→ Material provided
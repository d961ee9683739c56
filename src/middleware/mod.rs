pub mod form_auth;

/// Per-request protocol metadata threaded through the auth hooks. Built by
/// the middleware from the incoming request, mutated in place by the hooks
/// and discarded once the response is produced.
#[derive(Clone, Debug, Default)]
pub struct RequestContext {
    pub scheme: String,               // "http" unless the request says otherwise
    pub host: String,                 // authority or Host header
    pub script_name: String,          // mount prefix, empty at the root
    pub path: String,                 // path below the mount prefix
    pub query_string: String,         // raw; rewritten when the counter is hidden
    pub came_from: Option<String>,    // referrer captured at logout
    pub logins: Option<u32>,          // failed-login counter, loaded on the form page
    pub pending_redirect: Option<String>, // post-auth destination chosen by the pipeline
    pub challenge_required: bool,     // set when the request must be challenged outright
}

impl RequestContext {
    /// Full URL of the current request, query string included.
    pub fn request_url(&self) -> String {
        let mut url = format!("{}://{}{}{}", self.scheme, self.host, self.script_name, self.path);
        if !self.query_string.is_empty() {
            url.push('?');
            url.push_str(&self.query_string);
        }
        url
    }
}

/// Failed-login count exposed to downstream handlers as a request extension
/// once the counter has been hidden from the query string.
#[derive(Clone, Copy, Debug, Default, PartialEq, Eq)]
pub struct LoginAttempts(pub u32);
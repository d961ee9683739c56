use config::{Config, ConfigError, Environment};
use serde::Deserialize;
use std::env;

use super::auth::AuthSettings;

#[derive(Debug, Clone, Deserialize)]
pub struct Settings {
    #[serde(default = "default_environment")]
    pub environment: String,
    #[serde(default = "default_app_port")]
    pub app_port: u16,
    /// Mount prefix the app is served under; empty when at the root.
    #[serde(default)]
    pub script_name: String,
    #[serde(default)]
    pub auth: AuthSettings,
}

fn default_environment() -> String {
    "development".to_string()
}

fn default_app_port() -> u16 {
    8080
}

impl Default for Settings {
    fn default() -> Self {
        Self {
            environment: default_environment(),
            app_port: default_app_port(),
            script_name: String::new(),
            auth: AuthSettings::default(),
        }
    }
}

pub fn load() -> Result<Settings, ConfigError> {
    let env = env::var("ENVIRONMENT").unwrap_or_else(|_| "development".to_string());
    let env_file = match env.as_str() {
        "production" => ".env.production",
        _ => ".env.development",
    };

    dotenv::from_filename(env_file).ok();

    let config = Config::builder()
        .add_source(Environment::default().separator("__").try_parsing(true))
        .build()?;

    config
        .try_deserialize::<Settings>()
        .map_err(|e| ConfigError::Message(format!("Failed to deserialize settings: {}", e)))
}
pub mod auth;
pub mod urls;
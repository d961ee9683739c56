use std::collections::BTreeMap;

use url::form_urlencoded;

/// Insert `key` with `value` into the query string of `url` and return the
/// new URL, overwriting any previous value. Scheme, host, path and fragment
/// are preserved. Idempotent: applying the same pair twice yields the same
/// URL as once.
pub fn insert_query_var(url: &str, key: &str, value: &str) -> String {
    let (prefix, query, fragment) = split_url(url);
    let mut vars = parse_query(query);
    vars.insert(key.to_string(), vec![value.to_string()]);
    assemble(prefix, &serialize_query(&vars), fragment)
}

/// Remove `key` from a raw query string, re-encoding the survivors.
pub fn strip_query_var(query: &str, key: &str) -> String {
    let mut vars = parse_query(query);
    vars.remove(key);
    serialize_query(&vars)
}

/// First value of `key` in a raw query string, percent-decoded.
pub fn query_var(query: &str, key: &str) -> Option<String> {
    form_urlencoded::parse(query.as_bytes())
        .find(|(k, _)| k == key)
        .map(|(_, v)| v.into_owned())
}

/// Prefix rooted paths with the mount prefix; full URLs pass through as-is.
pub fn full_path(path: &str, script_name: &str) -> String {
    if path.starts_with('/') {
        format!("{script_name}{path}")
    } else {
        path.to_string()
    }
}

fn split_url(url: &str) -> (&str, &str, Option<&str>) {
    let (rest, fragment) = match url.split_once('#') {
        Some((rest, fragment)) => (rest, Some(fragment)),
        None => (url, None),
    };
    match rest.split_once('?') {
        Some((prefix, query)) => (prefix, query, fragment),
        None => (rest, "", fragment),
    }
}

fn parse_query(query: &str) -> BTreeMap<String, Vec<String>> {
    let mut vars: BTreeMap<String, Vec<String>> = BTreeMap::new();
    for (key, value) in form_urlencoded::parse(query.as_bytes()) {
        vars.entry(key.into_owned()).or_default().push(value.into_owned());
    }
    vars
}

// Sorted by key so rewritten URLs come out deterministic.
fn serialize_query(vars: &BTreeMap<String, Vec<String>>) -> String {
    let mut out = form_urlencoded::Serializer::new(String::new());
    for (key, values) in vars {
        for value in values {
            out.append_pair(key, value);
        }
    }
    out.finish()
}

fn assemble(prefix: &str, query: &str, fragment: Option<&str>) -> String {
    let mut url = prefix.to_string();
    if !query.is_empty() {
        url.push('?');
        url.push_str(query);
    }
    if let Some(fragment) = fragment {
        url.push('#');
        url.push_str(fragment);
    }
    url
}
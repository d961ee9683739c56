use axum::{
    extract::Extension,
    http::{header::COOKIE, HeaderMap},
    response::Html,
};
use tracing::info;

use crate::errors::AppError;
use crate::middleware::LoginAttempts;

/// Login form page. The auth layer has already hidden the counter from the
/// query string; the number of failed attempts arrives as an extension.
#[axum::debug_handler]
pub async fn login_form(attempts: Option<Extension<LoginAttempts>>) -> Html<String> {
    let LoginAttempts(attempts) = attempts.map(|Extension(a)| a).unwrap_or_default();
    let notice = if attempts > 0 {
        format!("<p>{} failed attempt(s), please try again.</p>", attempts)
    } else {
        String::new()
    };
    Html(format!(
        "<form method=\"post\" action=\"/login_handler\">{notice}\
         <input name=\"login\">\
         <input name=\"password\" type=\"password\">\
         <button>Sign in</button>\
         </form>"
    ))
}

/// Protected page: answers 401 when no session cookie is present, which
/// hands the request over to the challenge hook.
#[axum::debug_handler]
pub async fn dashboard(headers: HeaderMap) -> Result<Html<String>, AppError> {
    let authenticated = headers
        .get(COOKIE)
        .and_then(|value| value.to_str().ok())
        .map(|cookies| cookies.split(';').any(|c| c.trim().starts_with("session=")))
        .unwrap_or(false);

    if !authenticated {
        return Err(AppError::Unauthorized("No active session".to_string()));
    }

    info!("Serving dashboard");
    Ok(Html("<h1>Dashboard</h1>".to_string()))
}
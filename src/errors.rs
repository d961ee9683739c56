use axum::http::StatusCode;
use axum::response::{IntoResponse, Json, Response};
use serde_json::json;
use thiserror::Error;

#[derive(Error, Debug)]
pub enum AppError {
    #[error("Configuration error: {0}")]
    Config(#[from] config::ConfigError),

    #[error("Unauthorized access")]
    Unauthorized(String),

    #[error("Internal server error: {0}")]
    Internal(String),
}

impl IntoResponse for AppError {
    fn into_response(self) -> Response {
        let (status, message) = match self {
            AppError::Config(err) => (StatusCode::INTERNAL_SERVER_ERROR, err.to_string()),
            AppError::Unauthorized(msg) => (StatusCode::UNAUTHORIZED, msg),
            AppError::Internal(msg) => (StatusCode::INTERNAL_SERVER_ERROR, msg),
        };
        let body = Json(json!({
            "success": false,
            "error": message,
        }));
        (status, body).into_response()
    }
}
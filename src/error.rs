//! Error types for cache operations.
//!
//! These errors never cross the public [`Cache`](crate::Cache) surface: every
//! operation recovers them locally and returns a safe default. They are
//! visible to backend implementors, to metrics hooks, and to code calling a
//! [`CacheBackend`](crate::CacheBackend) directly.

use thiserror::Error;

/// Errors that can occur inside the caching layer.
#[derive(Debug, Clone, Error, PartialEq, Eq)]
pub enum Error {
    /// The backing store is not configured, or the layer is `Failed`/`Disabled`.
    #[error("Cache unavailable: {0}")]
    Unavailable(String),

    /// A value could not be encoded for storage.
    #[error("Cache serialization error: {0}")]
    SerializationError(String),

    /// A stored payload could not be decoded into the requested type.
    #[error("Cache deserialization error: {0}")]
    DeserializationError(String),

    /// A command failed while the store was believed reachable.
    #[error("Cache backend error: {0}")]
    BackendError(String),

    /// The connection to the store was refused, dropped, or could not be acquired.
    #[error("Cache connection error: {0}")]
    ConnectionError(String),

    /// A store call exceeded the configured command timeout.
    #[error("Cache operation timed out: {0}")]
    Timeout(String),

    /// Invalid configuration.
    #[error("Cache configuration error: {0}")]
    ConfigError(String),

    /// The caller passed an argument the layer cannot use (e.g. an empty key).
    #[error("Cache validation error: {0}")]
    ValidationError(String),
}

impl Error {
    /// Whether this error means the connection itself is gone.
    ///
    /// Only these errors move the availability monitor to `Failed`; command
    /// errors and timeouts are recovered per operation.
    pub fn is_connection_error(&self) -> bool {
        matches!(self, Error::ConnectionError(_))
    }
}

/// Result type for cache operations.
pub type Result<T> = std::result::Result<T, Error>;
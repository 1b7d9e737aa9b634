//! Availability tracking for the backing store.
//!
//! ```text
//!   Disabled                 (no store configured, terminal)
//!
//!   Connecting ──ok──> Ready
//!       │                │
//!       └──conn error────┴──> Failed ──begin_reconnect──> Connecting
//! ```
//!
//! `begin_reconnect` is only used when a reconnect policy is configured;
//! otherwise `Failed` lasts for the lifetime of the cache.

use std::fmt;
use std::sync::atomic::{AtomicU8, Ordering};

/// Availability of the backing store.
#[derive(Debug, Clone, Copy, PartialEq, Eq, Hash)]
#[repr(u8)]
pub enum AvailabilityState {
    Disabled = 0,
    Connecting = 1,
    Ready = 2,
    Failed = 3,
}

impl AvailabilityState {
    fn from_u8(raw: u8) -> Self {
        match raw {
            0 => AvailabilityState::Disabled,
            1 => AvailabilityState::Connecting,
            2 => AvailabilityState::Ready,
            _ => AvailabilityState::Failed,
        }
    }
}

impl fmt::Display for AvailabilityState {
    fn fmt(&self, f: &mut fmt::Formatter<'_>) -> fmt::Result {
        match self {
            AvailabilityState::Disabled => write!(f, "disabled"),
            AvailabilityState::Connecting => write!(f, "connecting"),
            AvailabilityState::Ready => write!(f, "ready"),
            AvailabilityState::Failed => write!(f, "failed"),
        }
    }
}

/// Tracks whether the backing store is currently usable.
///
/// Lock-free; shared by every clone of a [`Cache`](crate::Cache).
#[derive(Debug)]
pub struct AvailabilityMonitor {
    state: AtomicU8,
}

impl AvailabilityMonitor {
    /// Monitor for a cache with no store configured. Never leaves `Disabled`.
    pub fn disabled() -> Self {
        info!("Cache disabled: no backing store configured");
        Self {
            state: AtomicU8::new(AvailabilityState::Disabled as u8),
        }
    }

    /// Monitor for a cache about to perform its connection handshake.
    pub fn connecting() -> Self {
        info!("Cache connecting to backing store");
        Self {
            state: AtomicU8::new(AvailabilityState::Connecting as u8),
        }
    }

    pub fn state(&self) -> AvailabilityState {
        AvailabilityState::from_u8(self.state.load(Ordering::Acquire))
    }

    /// True only when the store is `Ready`.
    pub fn is_available(&self) -> bool {
        self.state() == AvailabilityState::Ready
    }

    /// `Connecting -> Ready`. Returns whether the transition happened.
    pub fn mark_ready(&self) -> bool {
        let moved = self.transition(AvailabilityState::Connecting, AvailabilityState::Ready);
        if moved {
            info!("✓ Cache backing store ready");
        }
        moved
    }

    /// `Connecting | Ready -> Failed`. Returns whether this call performed the
    /// transition, so exactly one caller observes the failure.
    pub fn mark_failed(&self, reason: &str) -> bool {
        let moved = self.transition(AvailabilityState::Ready, AvailabilityState::Failed)
            || self.transition(AvailabilityState::Connecting, AvailabilityState::Failed);
        if moved {
            error!("✗ Cache backing store failed, caching disabled: {}", reason);
        }
        moved
    }

    /// `Failed -> Connecting`, used by the background reconnect loop.
    pub fn begin_reconnect(&self) -> bool {
        let moved = self.transition(AvailabilityState::Failed, AvailabilityState::Connecting);
        if moved {
            info!("Cache reconnecting to backing store");
        }
        moved
    }

    fn transition(&self, from: AvailabilityState, to: AvailabilityState) -> bool {
        self.state
            .compare_exchange(from as u8, to as u8, Ordering::AcqRel, Ordering::Acquire)
            .is_ok()
    }
}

→ What you are asked to do
All lines carrying the word "hidden" must be copied from the data above.

→ Exercise response
    pub query_string: String,         // raw; rewritten when the counter is hidden
/// once the counter has been hidden from the query string.
/// Login form page. The auth layer has already hidden the counter from the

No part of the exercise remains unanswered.